* REQUIRED WORK
Work out how many lines of the listing hold the string "static", then answer with that number and nothing else.

________________

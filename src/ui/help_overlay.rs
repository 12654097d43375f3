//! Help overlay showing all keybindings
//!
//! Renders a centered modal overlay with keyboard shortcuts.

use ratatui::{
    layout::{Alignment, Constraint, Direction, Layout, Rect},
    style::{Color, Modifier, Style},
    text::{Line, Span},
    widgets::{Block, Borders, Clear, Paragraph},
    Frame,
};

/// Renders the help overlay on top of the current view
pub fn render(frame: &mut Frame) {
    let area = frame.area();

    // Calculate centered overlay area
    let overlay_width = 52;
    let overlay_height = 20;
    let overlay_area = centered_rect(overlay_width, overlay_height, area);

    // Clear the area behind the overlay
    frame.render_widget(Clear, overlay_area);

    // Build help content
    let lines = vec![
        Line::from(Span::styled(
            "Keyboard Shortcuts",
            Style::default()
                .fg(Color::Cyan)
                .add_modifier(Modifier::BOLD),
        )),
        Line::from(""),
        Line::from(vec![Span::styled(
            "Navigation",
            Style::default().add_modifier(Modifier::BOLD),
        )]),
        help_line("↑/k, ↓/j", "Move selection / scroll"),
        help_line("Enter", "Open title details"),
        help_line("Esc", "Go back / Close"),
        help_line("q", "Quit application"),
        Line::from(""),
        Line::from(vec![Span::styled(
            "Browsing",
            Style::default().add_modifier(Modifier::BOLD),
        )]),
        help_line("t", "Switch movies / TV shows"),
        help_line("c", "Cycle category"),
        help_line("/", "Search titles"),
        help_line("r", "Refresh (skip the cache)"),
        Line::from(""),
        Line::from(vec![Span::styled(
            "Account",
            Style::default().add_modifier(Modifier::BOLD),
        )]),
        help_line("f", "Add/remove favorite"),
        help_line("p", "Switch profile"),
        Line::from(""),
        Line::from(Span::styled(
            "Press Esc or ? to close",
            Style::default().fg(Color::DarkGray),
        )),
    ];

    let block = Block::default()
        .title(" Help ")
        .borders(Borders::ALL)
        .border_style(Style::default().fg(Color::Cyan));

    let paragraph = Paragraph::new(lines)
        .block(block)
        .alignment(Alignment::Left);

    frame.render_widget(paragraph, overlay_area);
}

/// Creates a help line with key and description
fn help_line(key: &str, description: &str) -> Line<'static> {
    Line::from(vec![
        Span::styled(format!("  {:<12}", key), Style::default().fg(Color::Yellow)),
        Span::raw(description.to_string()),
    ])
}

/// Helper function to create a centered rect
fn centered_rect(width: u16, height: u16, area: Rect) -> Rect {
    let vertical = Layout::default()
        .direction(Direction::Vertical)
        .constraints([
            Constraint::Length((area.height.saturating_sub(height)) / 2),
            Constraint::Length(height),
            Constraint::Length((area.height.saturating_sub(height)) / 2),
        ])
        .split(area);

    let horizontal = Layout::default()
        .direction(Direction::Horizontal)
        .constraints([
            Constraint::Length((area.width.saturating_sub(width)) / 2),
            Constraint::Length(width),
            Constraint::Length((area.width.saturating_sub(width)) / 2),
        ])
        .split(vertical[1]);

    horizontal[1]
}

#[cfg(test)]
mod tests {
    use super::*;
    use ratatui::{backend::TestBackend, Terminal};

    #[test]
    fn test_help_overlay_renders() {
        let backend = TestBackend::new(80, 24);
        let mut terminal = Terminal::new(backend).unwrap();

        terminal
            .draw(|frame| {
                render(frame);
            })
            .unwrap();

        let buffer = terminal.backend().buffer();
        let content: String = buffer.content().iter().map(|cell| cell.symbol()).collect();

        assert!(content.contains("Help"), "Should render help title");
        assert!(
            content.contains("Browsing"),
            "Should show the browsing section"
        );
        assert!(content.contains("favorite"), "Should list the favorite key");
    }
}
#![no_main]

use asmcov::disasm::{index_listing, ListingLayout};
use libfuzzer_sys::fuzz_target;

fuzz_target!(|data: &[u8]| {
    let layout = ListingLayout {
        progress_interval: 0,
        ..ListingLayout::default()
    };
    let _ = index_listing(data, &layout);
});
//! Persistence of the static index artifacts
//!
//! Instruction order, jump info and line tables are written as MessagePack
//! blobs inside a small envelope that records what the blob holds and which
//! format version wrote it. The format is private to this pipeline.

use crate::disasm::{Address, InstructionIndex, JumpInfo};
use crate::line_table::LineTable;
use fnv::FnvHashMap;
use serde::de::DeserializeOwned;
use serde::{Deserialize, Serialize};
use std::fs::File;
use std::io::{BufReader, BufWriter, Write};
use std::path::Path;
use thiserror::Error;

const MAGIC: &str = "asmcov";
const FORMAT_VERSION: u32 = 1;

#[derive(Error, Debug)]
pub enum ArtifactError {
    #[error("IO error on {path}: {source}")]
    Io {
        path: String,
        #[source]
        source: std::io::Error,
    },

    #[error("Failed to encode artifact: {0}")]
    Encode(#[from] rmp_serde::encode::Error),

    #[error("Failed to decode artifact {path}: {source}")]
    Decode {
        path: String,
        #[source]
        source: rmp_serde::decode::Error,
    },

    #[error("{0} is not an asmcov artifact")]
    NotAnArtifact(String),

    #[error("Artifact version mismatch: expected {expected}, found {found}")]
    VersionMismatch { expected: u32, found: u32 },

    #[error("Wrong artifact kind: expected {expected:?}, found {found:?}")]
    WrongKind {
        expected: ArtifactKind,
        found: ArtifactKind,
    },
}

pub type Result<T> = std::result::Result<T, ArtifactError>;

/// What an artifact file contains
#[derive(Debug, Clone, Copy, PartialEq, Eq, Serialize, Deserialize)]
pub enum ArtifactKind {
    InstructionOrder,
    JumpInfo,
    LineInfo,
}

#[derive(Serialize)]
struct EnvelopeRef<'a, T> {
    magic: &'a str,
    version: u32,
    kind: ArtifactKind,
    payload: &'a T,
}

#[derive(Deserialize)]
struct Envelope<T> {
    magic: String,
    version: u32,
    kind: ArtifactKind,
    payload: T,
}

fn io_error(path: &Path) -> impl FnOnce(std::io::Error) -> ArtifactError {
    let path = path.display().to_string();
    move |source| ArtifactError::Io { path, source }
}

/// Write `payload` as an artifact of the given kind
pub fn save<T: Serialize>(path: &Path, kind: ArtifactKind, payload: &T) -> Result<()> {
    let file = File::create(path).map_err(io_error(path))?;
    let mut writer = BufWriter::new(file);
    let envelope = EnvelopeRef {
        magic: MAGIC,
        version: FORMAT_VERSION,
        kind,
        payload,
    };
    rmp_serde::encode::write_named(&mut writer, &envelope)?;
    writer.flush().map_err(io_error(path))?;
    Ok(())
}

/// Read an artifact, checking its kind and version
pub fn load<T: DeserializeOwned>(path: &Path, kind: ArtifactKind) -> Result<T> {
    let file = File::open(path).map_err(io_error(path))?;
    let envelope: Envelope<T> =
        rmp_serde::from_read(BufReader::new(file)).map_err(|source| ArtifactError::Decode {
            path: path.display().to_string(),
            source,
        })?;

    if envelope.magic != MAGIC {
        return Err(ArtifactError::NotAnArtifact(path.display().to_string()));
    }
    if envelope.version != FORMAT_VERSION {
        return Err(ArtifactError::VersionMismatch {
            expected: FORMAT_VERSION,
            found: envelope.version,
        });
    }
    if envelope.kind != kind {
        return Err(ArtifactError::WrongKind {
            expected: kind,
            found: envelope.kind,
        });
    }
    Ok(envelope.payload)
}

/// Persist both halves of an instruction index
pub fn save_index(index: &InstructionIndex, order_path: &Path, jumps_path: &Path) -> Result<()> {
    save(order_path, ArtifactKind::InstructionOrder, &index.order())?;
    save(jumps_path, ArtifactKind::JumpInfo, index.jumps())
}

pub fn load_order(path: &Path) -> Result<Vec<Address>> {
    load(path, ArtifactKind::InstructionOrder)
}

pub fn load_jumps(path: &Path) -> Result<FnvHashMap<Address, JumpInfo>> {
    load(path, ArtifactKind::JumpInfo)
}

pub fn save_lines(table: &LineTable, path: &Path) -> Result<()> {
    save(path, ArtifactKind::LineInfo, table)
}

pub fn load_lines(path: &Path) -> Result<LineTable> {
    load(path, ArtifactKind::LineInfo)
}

________________

* ANSWER TO THIS EXERCISE
2